use crate::error::{ObjectError, Result};
use crate::object_id::ObjectId;
use crate::object::ObjectKind;
use bstr::ByteSlice;
use std::cmp::Ordering;

/// A *tree object* in Git represents a directory snapshot.
///
/// Each tree entry maps a filename to a blob (file) or another tree (subdirectory),
/// along with its file mode (permissions).
///
/// The raw (uncompressed) format of a tree object is a concatenation of entries:
///
/// ```text
/// "<file mode> <file name>\0<20-byte binary object id>"
/// ```
///
/// - `<file mode>`: ASCII digits like `100644` (normal file), `100755` (executable), or `40000` (directory)
/// - `<file name>`: the file or directory name (no path separators)
/// - `<20-byte binary object id>`: raw SHA-1 bytes of the referenced blob, tree or commit
///
/// There is no entry count: entries run until the end of the payload.
///
/// Entries are written in canonical order, so the same set of entries always
/// hashes to the same id whatever order they were inserted in. Two trees are
/// equal when they hold the same entries, in any order.
#[derive(Clone, Debug, Default)]
pub struct Tree {
    entries: Vec<TreeEntry>,
}

#[derive(Clone, Debug, PartialEq, Eq, Hash)]
pub struct TreeEntry {
    /// Mode digits exactly as written, 5 or 6 of them.
    raw_mode: String,
    /// `raw_mode` padded to 6 digits.
    mode: String,
    path: String,
    id: ObjectId,
}

impl TreeEntry {
    /// Modes are 5 or 6 digits and are written back exactly as given. The
    /// path must be a single component.
    pub fn new(mode: &str, path: impl Into<String>, id: ObjectId) -> Result<Self> {
        let normalized = normalize_mode(mode.as_bytes(), 0)?;
        let path = path.into();
        validate_path(&path, 0)?;
        Ok(TreeEntry {
            raw_mode: mode.to_string(),
            mode: normalized,
            path,
            id,
        })
    }

    /// Six-digit mode, e.g. `100644` or `040000`, whichever width was written.
    pub fn mode(&self) -> &str {
        &self.mode
    }

    pub fn path(&self) -> &str {
        &self.path
    }

    pub fn id(&self) -> ObjectId {
        self.id
    }

    pub fn kind(&self) -> ObjectKind {
        ObjectKind::from_mode(&self.mode)
    }

    pub fn is_tree(&self) -> bool {
        self.kind() == ObjectKind::Tree
    }

    /// Mode digits as they appear in the encoded tree.
    pub fn mode_on_disk(&self) -> &str {
        &self.raw_mode
    }
}

/// Git orders tree entries by name, comparing a subtree as if its name ended
/// with `/`. Every other mode, submodules included, compares by bare name.
pub fn canonical_cmp(a: &TreeEntry, b: &TreeEntry) -> Ordering {
    let af = a.path.as_bytes();
    let bf = b.path.as_bytes();
    let min_len = af.len().min(bf.len());
    match af[..min_len].cmp(&bf[..min_len]) {
        Ordering::Equal => {}
        other => return other,
    }
    let a1 = af.get(min_len).copied().or(a.is_tree().then_some(b'/'));
    let b1 = bf.get(min_len).copied().or(b.is_tree().then_some(b'/'));
    a1.cmp(&b1)
}

/// Canonical order, with ties on path broken by mode and id so that the
/// encoding never depends on input order.
fn sort_canonical(entries: &mut [&TreeEntry]) {
    entries.sort_by(|a, b| {
        canonical_cmp(a, b)
            .then_with(|| a.raw_mode.cmp(&b.raw_mode))
            .then_with(|| a.id.cmp(&b.id))
    });
}

impl PartialEq for Tree {
    fn eq(&self, other: &Self) -> bool {
        self.len() == other.len() && self.iter().eq(other.iter())
    }
}

impl Eq for Tree {}

impl Tree {
    pub fn new() -> Self {
        Self::default()
    }

    pub fn from_entries(entries: Vec<TreeEntry>) -> Self {
        Tree { entries }
    }

    /// Add an entry, replacing any entry with the same path.
    pub fn insert(&mut self, entry: TreeEntry) {
        match self.entries.iter_mut().find(|e| e.path == entry.path) {
            Some(existing) => *existing = entry,
            None => self.entries.push(entry),
        }
    }

    pub fn get(&self, path: &str) -> Option<&TreeEntry> {
        self.entries.iter().find(|e| e.path == path)
    }

    /// Entries in the order they were inserted or decoded.
    pub fn entries(&self) -> &[TreeEntry] {
        &self.entries
    }

    /// Entries in canonical order.
    pub fn iter(&self) -> impl Iterator<Item = &TreeEntry> {
        let mut sorted: Vec<_> = self.entries.iter().collect();
        sort_canonical(&mut sorted);
        sorted.into_iter()
    }

    pub fn len(&self) -> usize {
        self.entries.len()
    }

    pub fn is_empty(&self) -> bool {
        self.entries.is_empty()
    }

    pub fn parse(raw: &[u8]) -> Result<Tree> {
        Ok(Tree {
            entries: parse_tree(raw)?,
        })
    }

    pub fn serialize(&self) -> Vec<u8> {
        serialize_tree(&self.entries)
    }
}

/// Decode a tree payload into its entries, in stored order.
pub fn parse_tree(raw: &[u8]) -> Result<Vec<TreeEntry>> {
    let mut entries = Vec::new();
    let mut pos = 0;
    while pos < raw.len() {
        let (entry, next) = parse_entry(raw, pos)?;
        entries.push(entry);
        pos = next;
    }
    Ok(entries)
}

fn parse_entry(raw: &[u8], start: usize) -> Result<(TreeEntry, usize)> {
    let space = raw[start..]
        .find_byte(b' ')
        .map(|i| start + i)
        .ok_or_else(|| ObjectError::parse(start, "tree entry mode is not terminated"))?;
    let raw_mode = &raw[start..space];
    let mode = normalize_mode(raw_mode, start)?;

    let path_start = space + 1;
    let nul = raw[path_start..]
        .find_byte(0)
        .map(|i| path_start + i)
        .ok_or_else(|| ObjectError::parse(path_start, "tree entry path is not terminated"))?;
    let path = std::str::from_utf8(&raw[path_start..nul])
        .map_err(|_| ObjectError::format(path_start, "tree entry path is not UTF-8"))?;
    validate_path(path, path_start)?;

    let id_end = nul + 1 + ObjectId::LEN;
    let digest = raw
        .get(nul + 1..id_end)
        .ok_or_else(|| ObjectError::parse(nul + 1, "tree entry object id is truncated"))?;
    let entry = TreeEntry {
        raw_mode: String::from_utf8_lossy(raw_mode).into_owned(),
        mode,
        path: path.to_string(),
        id: ObjectId::from_slice(digest)?,
    };
    Ok((entry, id_end))
}

/// Encode entries in canonical order, whatever order they are given in.
pub fn serialize_tree(entries: &[TreeEntry]) -> Vec<u8> {
    let mut sorted: Vec<_> = entries.iter().collect();
    sort_canonical(&mut sorted);
    let mut out = Vec::new();
    for entry in sorted {
        out.extend_from_slice(entry.mode_on_disk().as_bytes());
        out.push(b' ');
        out.extend_from_slice(entry.path.as_bytes());
        out.push(0);
        out.extend_from_slice(entry.id.as_bytes());
    }
    out
}

fn normalize_mode(mode: &[u8], offset: usize) -> Result<String> {
    if !mode.iter().all(u8::is_ascii_digit) {
        return Err(ObjectError::format(
            offset,
            format!("tree entry mode {:?} is not numeric", mode.as_bstr()),
        ));
    }
    match mode.len() {
        6 => Ok(String::from_utf8_lossy(mode).into_owned()),
        5 => Ok(format!("0{}", String::from_utf8_lossy(mode))),
        n => Err(ObjectError::format(
            offset,
            format!("tree entry mode {:?} has {n} digits", mode.as_bstr()),
        )),
    }
}

fn validate_path(path: &str, offset: usize) -> Result<()> {
    if path.is_empty() {
        return Err(ObjectError::format(offset, "tree entry path is empty"));
    }
    if path.contains(['/', '\0']) {
        return Err(ObjectError::format(
            offset,
            format!("tree entry path {path:?} is not a single component"),
        ));
    }
    Ok(())
}
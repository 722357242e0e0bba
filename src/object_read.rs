use crate::error::{ObjectError, Result};
use crate::object::{Object, ObjectKind};
use crate::object_id::ObjectId;
use crate::repository::{ObjectPaths, loose_object_path};
use bstr::ByteSlice;
use flate2::read::ZlibDecoder;
use std::fs::File;
use std::io::{self, Read};
use tracing::{debug, warn};

/// Split framed bytes into their type and payload.
///
/// The header is `<type> <decimal size>\0`; the declared size must match the
/// number of payload bytes exactly.
pub fn decode_frame(raw: &[u8]) -> Result<(ObjectKind, &[u8])> {
    let space = raw
        .find_byte(b' ')
        .ok_or_else(|| ObjectError::framing(0, "missing space after object type"))?;
    let nul = raw[space..]
        .find_byte(0)
        .map(|i| space + i)
        .ok_or_else(|| ObjectError::framing(space, "missing NUL after object size"))?;
    let size = &raw[space + 1..nul];
    if size.is_empty() || !size.iter().all(u8::is_ascii_digit) {
        return Err(ObjectError::framing(
            space + 1,
            format!("object size {:?} is not a decimal number", size.as_bstr()),
        ));
    }
    let size: usize = size
        .to_str_lossy()
        .parse()
        .map_err(|_| ObjectError::framing(space + 1, "object size is out of range"))?;
    let payload = &raw[nul + 1..];
    if size != payload.len() {
        return Err(ObjectError::framing(
            nul + 1,
            format!("declared size {size}, found {} bytes", payload.len()),
        ));
    }
    let kind = ObjectKind::from_bytes(&raw[..space])?;
    Ok((kind, payload))
}

/// Decode framed (uncompressed) bytes into an object.
pub fn decode_object(raw: &[u8]) -> Result<Object> {
    let (kind, payload) = decode_frame(raw)?;
    Object::deserialize(kind, payload)
}

/// Read object `id` from the store.
///
/// `Ok(None)` means the store has no such object.
pub fn read_object(store: &dyn ObjectPaths, id: &ObjectId) -> Result<Option<Object>> {
    let path = loose_object_path(store, id, false)?;
    let file = match File::open(&path) {
        Ok(file) => file,
        Err(e) if e.kind() == io::ErrorKind::NotFound => {
            debug!(%id, "object not found");
            return Ok(None);
        }
        Err(e) => return Err(e.into()),
    };
    let mut raw = Vec::new();
    ZlibDecoder::new(file)
        .read_to_end(&mut raw)
        .map_err(|e| ObjectError::parse(0, format!("zlib stream: {e}")).in_object(*id))?;
    match decode_object(&raw) {
        Ok(object) => {
            debug!(%id, kind = %object.kind(), size = raw.len(), "read object");
            Ok(Some(object))
        }
        Err(e) => {
            let e = e.in_object(*id);
            warn!(path = %path.display(), "{e}");
            Err(e)
        }
    }
}

/// Read object `id` and check that it is a `kind`.
pub fn read_object_of_kind(
    store: &dyn ObjectPaths,
    id: &ObjectId,
    kind: ObjectKind,
) -> Result<Option<Object>> {
    match read_object(store, id)? {
        Some(object) if object.kind() != kind => Err(ObjectError::UnexpectedKind {
            id: *id,
            expected: kind,
            found: object.kind(),
        }),
        other => Ok(other),
    }
}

————

In the listing above, find the line with "out.extend_from_slice(entry.id.as_bytes());" and the line with "space after object", then print exactly those lines and every line between them.

## RESPONSE TO THIS EXERCISE
        out.extend_from_slice(entry.id.as_bytes());
    }
    out
}

fn normalize_mode(mode: &[u8], offset: usize) -> Result<String> {
    if !mode.iter().all(u8::is_ascii_digit) {
        return Err(ObjectError::format(
            offset,
            format!("tree entry mode {:?} is not numeric", mode.as_bstr()),
        ));
    }
    match mode.len() {
        6 => Ok(String::from_utf8_lossy(mode).into_owned()),
        5 => Ok(format!("0{}", String::from_utf8_lossy(mode))),
        n => Err(ObjectError::format(
            offset,
            format!("tree entry mode {:?} has {n} digits", mode.as_bstr()),
        )),
    }
}

fn validate_path(path: &str, offset: usize) -> Result<()> {
    if path.is_empty() {
        return Err(ObjectError::format(offset, "tree entry path is empty"));
    }
    if path.contains(['/', '\0']) {
        return Err(ObjectError::format(
            offset,
            format!("tree entry path {path:?} is not a single component"),
        ));
    }
    Ok(())
}
repository 722357242e0e0bba
filename src/object_read.rs
use crate::error::{ObjectError, Result};
use crate::object::{Object, ObjectKind};
use crate::object_id::ObjectId;
use crate::repository::{ObjectPaths, loose_object_path};
use bstr::ByteSlice;
use flate2::read::ZlibDecoder;
use std::fs::File;
use std::io::{self, Read};
use tracing::{debug, warn};

/// Split framed bytes into their type and payload.
///
/// The header is `<type> <decimal size>\0`; the declared size must match the
/// number of payload bytes exactly.
pub fn decode_frame(raw: &[u8]) -> Result<(ObjectKind, &[u8])> {
    let space = raw
        .find_byte(b' ')
        .ok_or_else(|| ObjectError::framing(0, "missing space after object type"))?;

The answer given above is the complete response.